Lines holding the string "IntoResponse" are the ones to copy; find them all in the data.

___ Data extracts ___

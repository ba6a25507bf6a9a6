//! Error types for callsync-ingest HTTP handlers

use axum::{
    http::StatusCode,
    response::{IntoResponse, Response},
    Json,
};
use serde_json::json;
use thiserror::Error;

/// API error type
#[derive(Debug, Error)]
pub enum ApiError {
    /// Missing or malformed credentials (401)
    #[error("Unauthorized: {0}")]
    Unauthorized(String),

    /// Credentials valid in form but not accepted (403)
    #[error("Forbidden: {0}")]
    Forbidden(String),

    /// Resource not found (404)
    #[error("Resource not found: {0}")]
    NotFound(String),

    /// Invalid request (400)
    #[error("Invalid request: {0}")]
    BadRequest(String),

    /// Conflict (409)
    #[error("Conflict: {0}")]
    Conflict(String),

    /// Internal server error (500)
    #[error("Internal server error: {0}")]
    Internal(String),
}

impl From<callsync_common::Error> for ApiError {
    fn from(err: callsync_common::Error) -> Self {
        use callsync_common::Error;
        match err {
            Error::NotFound(msg) => ApiError::NotFound(msg),
            Error::InvalidInput(msg) => ApiError::BadRequest(msg),
            Error::Conflict(msg) => ApiError::Conflict(msg),
            other => ApiError::Internal(other.to_string()),
        }
    }
}

impl IntoResponse for ApiError {
    fn into_response(self) -> Response {
        let (status, error_code) = match &self {
            ApiError::Unauthorized(_) => (StatusCode::UNAUTHORIZED, "UNAUTHORIZED"),
            ApiError::Forbidden(_) => (StatusCode::FORBIDDEN, "FORBIDDEN"),
            ApiError::NotFound(_) => (StatusCode::NOT_FOUND, "NOT_FOUND"),
            ApiError::BadRequest(_) => (StatusCode::BAD_REQUEST, "BAD_REQUEST"),
            ApiError::Conflict(_) => (StatusCode::CONFLICT, "CONFLICT"),
            ApiError::Internal(_) => (StatusCode::INTERNAL_SERVER_ERROR, "INTERNAL_ERROR"),
        };

        let message = match self {
            ApiError::Unauthorized(msg)
            | ApiError::Forbidden(msg)
            | ApiError::NotFound(msg)
            | ApiError::BadRequest(msg)
            | ApiError::Conflict(msg)
            | ApiError::Internal(msg) => msg,
        };

        let body = Json(json!({
            "error": {
                "code": error_code,
                "message": message,
            }
        }));

        (status, body).into_response()
    }
}

/// Result type for API handlers
pub type ApiResult<T> = Result<T, ApiError>;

___

Response to this exercise:
    response::{IntoResponse, Response},
impl IntoResponse for ApiError {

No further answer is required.